January 21, 2025

Per the WaPo:

washingtonpost.comHospital emergency departments across the United States, already struggling with overcrowding and growing patient loads, are increasingly unable to find specialists to help treat seriously injured and ill patients, according to medical experts.

Crucial minutes, hours and even days can go by as patients suffering from trauma, strokes, broken bones and other maladies await evaluations by neurologists, orthopedic surgeons and other specialists because hospitals are having difficulty getting them to serve 24-hour emergency “on-call” shifts.

“It can mean death,” said Linda Lawrence, president of the American College of Emergency Physicians and a practicing emergency department doctor in California. “Patients have died in transport, or waiting to find a neurosurgeon, or getting to a heart center for a cardiologist.”

It means a lot of transfers, if a specialist can be found.  We’re getting more and more transfers as outlying hospitals have more and more trouble getting specialists to be on call for ED patients.

5 thoughts on “Washington Post on the on-call specialist shortage

  1. Specialists want to be paid for call… and I fully understand where they’re coming from.

    Some of the drunk, drug-addicted, a**hole patients they get when on-call would try the patience of a Saint. After the specialist spends hours in the OR saving their life/limb/sight/looks, I’ve seen these very patients turn right around and sue. Some of these born-to-lose people literally have nothing to lose… and they live their lives with that very same attitude, even when it comes to dealing with those who are sworn to help them.

    Every physician deals with these people… ER docs more than most… but I don’t blame specialists for wanting some kind of consideration for the sacrifice of home/family/sleep time for the sake of endless thankless nights, caring for nasty, drunk pugilists.

    Now if only there was some consideration for us ER docs…

  2. my brother broke his arm one time and waited two hours for the on call doctor to get there. . . I mean, not that it’s comparable to dying or anything.

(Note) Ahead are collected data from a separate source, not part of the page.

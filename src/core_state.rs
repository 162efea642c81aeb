//! Transport-agnostic service state.
//!
//! `CoreState` owns the ingestion orchestrator and the history store it
//! appends to. Built once at startup and shared behind an `Arc` by every
//! request handler.

use std::path::Path;
use std::sync::Arc;
use std::time::Duration;

use crate::config::AppConfig;
use crate::db::{DatabaseError, HistoryStore, SqliteHistoryStore};
use crate::pipeline::extraction::ocr::DocumentAnalysisClient;
use crate::pipeline::extraction::OcrError;
use crate::pipeline::ingest::IngestionOrchestrator;
use crate::pipeline::structuring::{
    AiMedicationParser, ChatCompletionClient, LlmClient, RuleBasedExtractor, StructuringError,
};

/// Errors raised while starting or running the service.
#[derive(Debug, thiserror::Error)]
pub enum CoreError {
    #[error("Database error: {0}")]
    Database(#[from] DatabaseError),
    #[error("OCR client setup failed: {0}")]
    Ocr(#[from] OcrError),
    #[error("AI client setup failed: {0}")]
    Structuring(#[from] StructuringError),
    #[error("Startup task failed: {0}")]
    Startup(String),
    #[error("Server error: {0}")]
    Server(String),
}

pub struct CoreState {
    pub orchestrator: IngestionOrchestrator,
    pub store: Arc<dyn HistoryStore + Send + Sync>,
    /// Request-level budget for one ingestion, independent of OCR polling.
    pub ingest_timeout: Duration,
}

impl CoreState {
    /// Wire production components from configuration.
    ///
    /// Missing OCR or AI credentials do not fail startup: the affected
    /// stage reports `ServiceUnavailable` when it is called.
    pub fn from_config(config: &AppConfig) -> Result<Self, CoreError> {
        let store: Arc<dyn HistoryStore + Send + Sync> = Arc::new(SqliteHistoryStore::open(
            Path::new(&config.server.database_path),
        )?);

        let recognizer = DocumentAnalysisClient::new(&config.ocr)?;

        let llm = ChatCompletionClient::from_config(&config.ai)?
            .map(|client| Box::new(client) as Box<dyn LlmClient + Send + Sync>);
        if llm.is_none() {
            tracing::warn!("AI_API_KEY not set; AI parsing disabled, rule-based fallback only");
        }
        let parser = AiMedicationParser::new(llm);

        let orchestrator = IngestionOrchestrator::new(
            Arc::new(recognizer),
            Arc::new(parser),
            Arc::new(RuleBasedExtractor),
            Arc::clone(&store),
        );

        Ok(Self {
            orchestrator,
            store,
            ingest_timeout: config.server.ingest_timeout,
        })
    }

    /// Assemble from already-built parts (tests, alternative transports).
    pub fn new(
        orchestrator: IngestionOrchestrator,
        store: Arc<dyn HistoryStore + Send + Sync>,
        ingest_timeout: Duration,
    ) -> Self {
        Self {
            orchestrator,
            store,
            ingest_timeout,
        }
    }
}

  3. This is the side effect of insurance companies ever more diligently protecting and trying to increase their profits, and the programmed Medicare cuts that keep popping up in the news.

    Every few months I get these impassioned pleas from my state medical society, my specialist group (American Academy of Neurology) about the URGENCY of contacting my representative or senator to have them do something to prevent the next cut. And the lap dogs out there go for the bait.

    Not me. I’m not playing this game. I say, “Go ahead. Keep cutting Medicare. Let’s try to see how many doctors will stop seeing Medicare patients altogether — I’m not taking the blame for that. Congress created the mess, they need to fix it.”

    This may seem selfish, and it is, but it’s selfish not only from my current point-of-view as a doctor, but as a future (potential) user of Medicare — I’d like to be able to find a doctor when I get to that point.

  4. Even under this perfect scenario:

    – nice patient
    – non-litigious patient
    – paying patient

    Why should a neurosurgeon get up in the middle of the night and attend to such an individual, then have to put in a 12 hour day immediately thereafter, without additional compensation? And I don’t mean to enrich himself, I mean enough additional money so he could take the day off after call to recover (and still pay his bills).

    If I’m not mistaken, ER call became a thing of the past for most primary care physicians when Hospitalists came into existence. Now internists who admitted all hours of the day and night were actually being paid on the clock to manage patients. ER doctors are paid on the clock. Likewise nurses, respiratory techs, nurse aides, and even housekeeping.

    Where ever did the idea come about that specialists should not be compensated for their work after hours??